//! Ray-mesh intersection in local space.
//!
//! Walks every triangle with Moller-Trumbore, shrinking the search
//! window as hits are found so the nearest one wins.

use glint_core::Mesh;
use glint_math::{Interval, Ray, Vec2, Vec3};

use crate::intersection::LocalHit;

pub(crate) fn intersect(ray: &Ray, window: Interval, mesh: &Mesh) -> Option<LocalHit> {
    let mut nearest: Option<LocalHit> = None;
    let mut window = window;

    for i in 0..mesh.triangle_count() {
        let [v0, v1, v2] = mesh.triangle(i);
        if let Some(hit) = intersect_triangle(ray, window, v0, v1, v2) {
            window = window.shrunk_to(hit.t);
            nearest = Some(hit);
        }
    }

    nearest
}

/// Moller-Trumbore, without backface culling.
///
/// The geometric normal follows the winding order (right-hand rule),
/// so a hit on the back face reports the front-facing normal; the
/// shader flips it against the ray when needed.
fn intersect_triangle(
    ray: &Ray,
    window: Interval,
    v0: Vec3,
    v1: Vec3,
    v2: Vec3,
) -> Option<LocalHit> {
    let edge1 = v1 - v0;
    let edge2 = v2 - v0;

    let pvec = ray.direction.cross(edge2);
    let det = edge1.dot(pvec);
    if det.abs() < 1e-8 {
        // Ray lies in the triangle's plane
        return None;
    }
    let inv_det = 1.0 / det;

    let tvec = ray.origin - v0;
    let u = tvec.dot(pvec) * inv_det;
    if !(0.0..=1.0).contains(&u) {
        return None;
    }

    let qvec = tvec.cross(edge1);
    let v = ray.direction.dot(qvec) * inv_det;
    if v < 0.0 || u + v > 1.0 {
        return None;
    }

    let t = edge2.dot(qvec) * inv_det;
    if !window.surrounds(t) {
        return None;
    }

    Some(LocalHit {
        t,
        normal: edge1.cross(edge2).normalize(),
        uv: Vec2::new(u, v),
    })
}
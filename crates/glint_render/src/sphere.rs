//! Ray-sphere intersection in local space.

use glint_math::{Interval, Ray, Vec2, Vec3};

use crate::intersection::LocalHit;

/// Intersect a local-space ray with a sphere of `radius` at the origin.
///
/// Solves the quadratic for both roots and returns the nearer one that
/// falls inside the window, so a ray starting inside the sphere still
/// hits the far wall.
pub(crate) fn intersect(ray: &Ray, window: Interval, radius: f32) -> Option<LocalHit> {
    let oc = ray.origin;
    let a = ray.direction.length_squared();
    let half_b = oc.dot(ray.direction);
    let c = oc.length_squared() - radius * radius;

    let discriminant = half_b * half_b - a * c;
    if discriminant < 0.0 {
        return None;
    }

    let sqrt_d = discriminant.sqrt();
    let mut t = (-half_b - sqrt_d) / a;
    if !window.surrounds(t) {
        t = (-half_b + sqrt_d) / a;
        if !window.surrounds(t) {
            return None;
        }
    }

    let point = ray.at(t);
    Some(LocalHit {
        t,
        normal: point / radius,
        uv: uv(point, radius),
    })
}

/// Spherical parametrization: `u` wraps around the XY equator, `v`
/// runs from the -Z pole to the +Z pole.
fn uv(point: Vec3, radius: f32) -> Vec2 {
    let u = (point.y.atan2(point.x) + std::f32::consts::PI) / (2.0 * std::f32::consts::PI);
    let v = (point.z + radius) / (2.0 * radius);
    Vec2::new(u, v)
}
________
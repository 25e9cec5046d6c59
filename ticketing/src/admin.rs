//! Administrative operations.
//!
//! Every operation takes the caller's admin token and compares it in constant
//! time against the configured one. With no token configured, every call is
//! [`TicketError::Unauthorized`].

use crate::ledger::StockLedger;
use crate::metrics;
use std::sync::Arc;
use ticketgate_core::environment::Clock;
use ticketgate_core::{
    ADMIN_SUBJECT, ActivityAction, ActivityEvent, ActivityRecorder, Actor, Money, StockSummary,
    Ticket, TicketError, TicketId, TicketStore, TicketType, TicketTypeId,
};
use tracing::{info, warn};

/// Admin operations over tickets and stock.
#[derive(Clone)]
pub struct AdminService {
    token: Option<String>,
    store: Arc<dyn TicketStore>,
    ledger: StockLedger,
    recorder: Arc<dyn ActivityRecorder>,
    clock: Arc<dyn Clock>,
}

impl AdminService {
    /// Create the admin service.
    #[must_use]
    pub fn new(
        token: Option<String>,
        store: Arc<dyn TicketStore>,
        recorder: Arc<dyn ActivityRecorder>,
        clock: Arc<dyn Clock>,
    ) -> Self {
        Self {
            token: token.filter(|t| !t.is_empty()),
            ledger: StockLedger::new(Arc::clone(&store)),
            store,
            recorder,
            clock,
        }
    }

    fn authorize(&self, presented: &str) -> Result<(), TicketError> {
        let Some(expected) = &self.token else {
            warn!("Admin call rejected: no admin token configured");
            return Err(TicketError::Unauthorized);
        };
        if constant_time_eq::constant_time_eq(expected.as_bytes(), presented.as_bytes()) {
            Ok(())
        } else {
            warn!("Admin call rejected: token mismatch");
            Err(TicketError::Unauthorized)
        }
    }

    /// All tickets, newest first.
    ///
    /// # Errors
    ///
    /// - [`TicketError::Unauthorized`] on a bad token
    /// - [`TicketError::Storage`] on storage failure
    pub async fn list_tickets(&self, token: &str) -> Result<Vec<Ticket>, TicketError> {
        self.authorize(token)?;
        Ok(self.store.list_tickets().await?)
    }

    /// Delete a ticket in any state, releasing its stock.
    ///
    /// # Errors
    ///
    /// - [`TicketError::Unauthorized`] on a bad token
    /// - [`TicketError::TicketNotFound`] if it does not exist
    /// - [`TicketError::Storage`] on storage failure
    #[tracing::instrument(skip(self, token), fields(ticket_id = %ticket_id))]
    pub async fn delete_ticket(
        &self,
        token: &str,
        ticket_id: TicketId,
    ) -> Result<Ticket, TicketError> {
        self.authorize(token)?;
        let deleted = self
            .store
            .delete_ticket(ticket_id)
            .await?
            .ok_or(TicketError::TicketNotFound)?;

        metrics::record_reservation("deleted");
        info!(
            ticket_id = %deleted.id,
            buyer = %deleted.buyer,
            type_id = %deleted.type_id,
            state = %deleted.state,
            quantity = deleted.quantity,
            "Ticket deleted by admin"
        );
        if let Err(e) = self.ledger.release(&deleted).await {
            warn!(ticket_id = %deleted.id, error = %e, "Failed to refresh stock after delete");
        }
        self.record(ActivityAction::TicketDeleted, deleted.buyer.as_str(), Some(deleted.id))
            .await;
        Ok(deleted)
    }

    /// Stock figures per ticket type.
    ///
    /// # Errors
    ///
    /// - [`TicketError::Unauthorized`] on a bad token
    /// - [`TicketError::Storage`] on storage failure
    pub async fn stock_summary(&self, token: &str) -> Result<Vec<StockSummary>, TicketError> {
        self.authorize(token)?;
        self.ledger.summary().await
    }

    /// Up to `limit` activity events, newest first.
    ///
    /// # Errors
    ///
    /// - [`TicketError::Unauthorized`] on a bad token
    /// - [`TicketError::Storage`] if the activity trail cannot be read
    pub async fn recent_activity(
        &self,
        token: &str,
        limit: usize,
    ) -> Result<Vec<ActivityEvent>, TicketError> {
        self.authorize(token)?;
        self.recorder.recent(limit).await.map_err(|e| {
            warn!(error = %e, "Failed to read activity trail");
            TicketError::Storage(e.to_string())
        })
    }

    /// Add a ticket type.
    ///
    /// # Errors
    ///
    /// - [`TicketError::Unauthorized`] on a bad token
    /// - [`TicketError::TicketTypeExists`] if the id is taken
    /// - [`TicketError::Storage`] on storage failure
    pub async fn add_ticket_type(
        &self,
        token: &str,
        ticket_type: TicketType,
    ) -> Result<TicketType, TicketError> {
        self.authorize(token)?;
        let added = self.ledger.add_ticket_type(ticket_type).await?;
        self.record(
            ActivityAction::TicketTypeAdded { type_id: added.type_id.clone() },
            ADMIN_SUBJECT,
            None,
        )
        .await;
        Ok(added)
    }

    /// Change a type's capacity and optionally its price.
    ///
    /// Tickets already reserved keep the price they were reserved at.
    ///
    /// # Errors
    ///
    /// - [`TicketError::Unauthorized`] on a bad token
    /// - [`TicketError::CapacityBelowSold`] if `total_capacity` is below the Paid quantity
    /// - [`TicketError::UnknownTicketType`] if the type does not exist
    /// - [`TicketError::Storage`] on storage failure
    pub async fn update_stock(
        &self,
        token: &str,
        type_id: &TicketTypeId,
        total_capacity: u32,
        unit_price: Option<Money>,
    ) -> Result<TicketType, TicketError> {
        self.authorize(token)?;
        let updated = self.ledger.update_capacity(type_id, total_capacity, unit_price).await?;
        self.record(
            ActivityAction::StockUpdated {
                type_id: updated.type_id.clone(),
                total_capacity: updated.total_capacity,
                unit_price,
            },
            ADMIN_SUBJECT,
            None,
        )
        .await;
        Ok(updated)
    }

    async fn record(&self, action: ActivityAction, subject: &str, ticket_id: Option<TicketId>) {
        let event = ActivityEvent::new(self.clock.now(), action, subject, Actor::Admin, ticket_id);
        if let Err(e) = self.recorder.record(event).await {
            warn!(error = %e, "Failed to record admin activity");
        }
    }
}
________
**Exercise brief**.
Using the material above, report each line where "buyer" occurs.

**Your response**.
            buyer = %deleted.buyer,
        self.record(ActivityAction::TicketDeleted, deleted.buyer.as_str(), Some(deleted.id))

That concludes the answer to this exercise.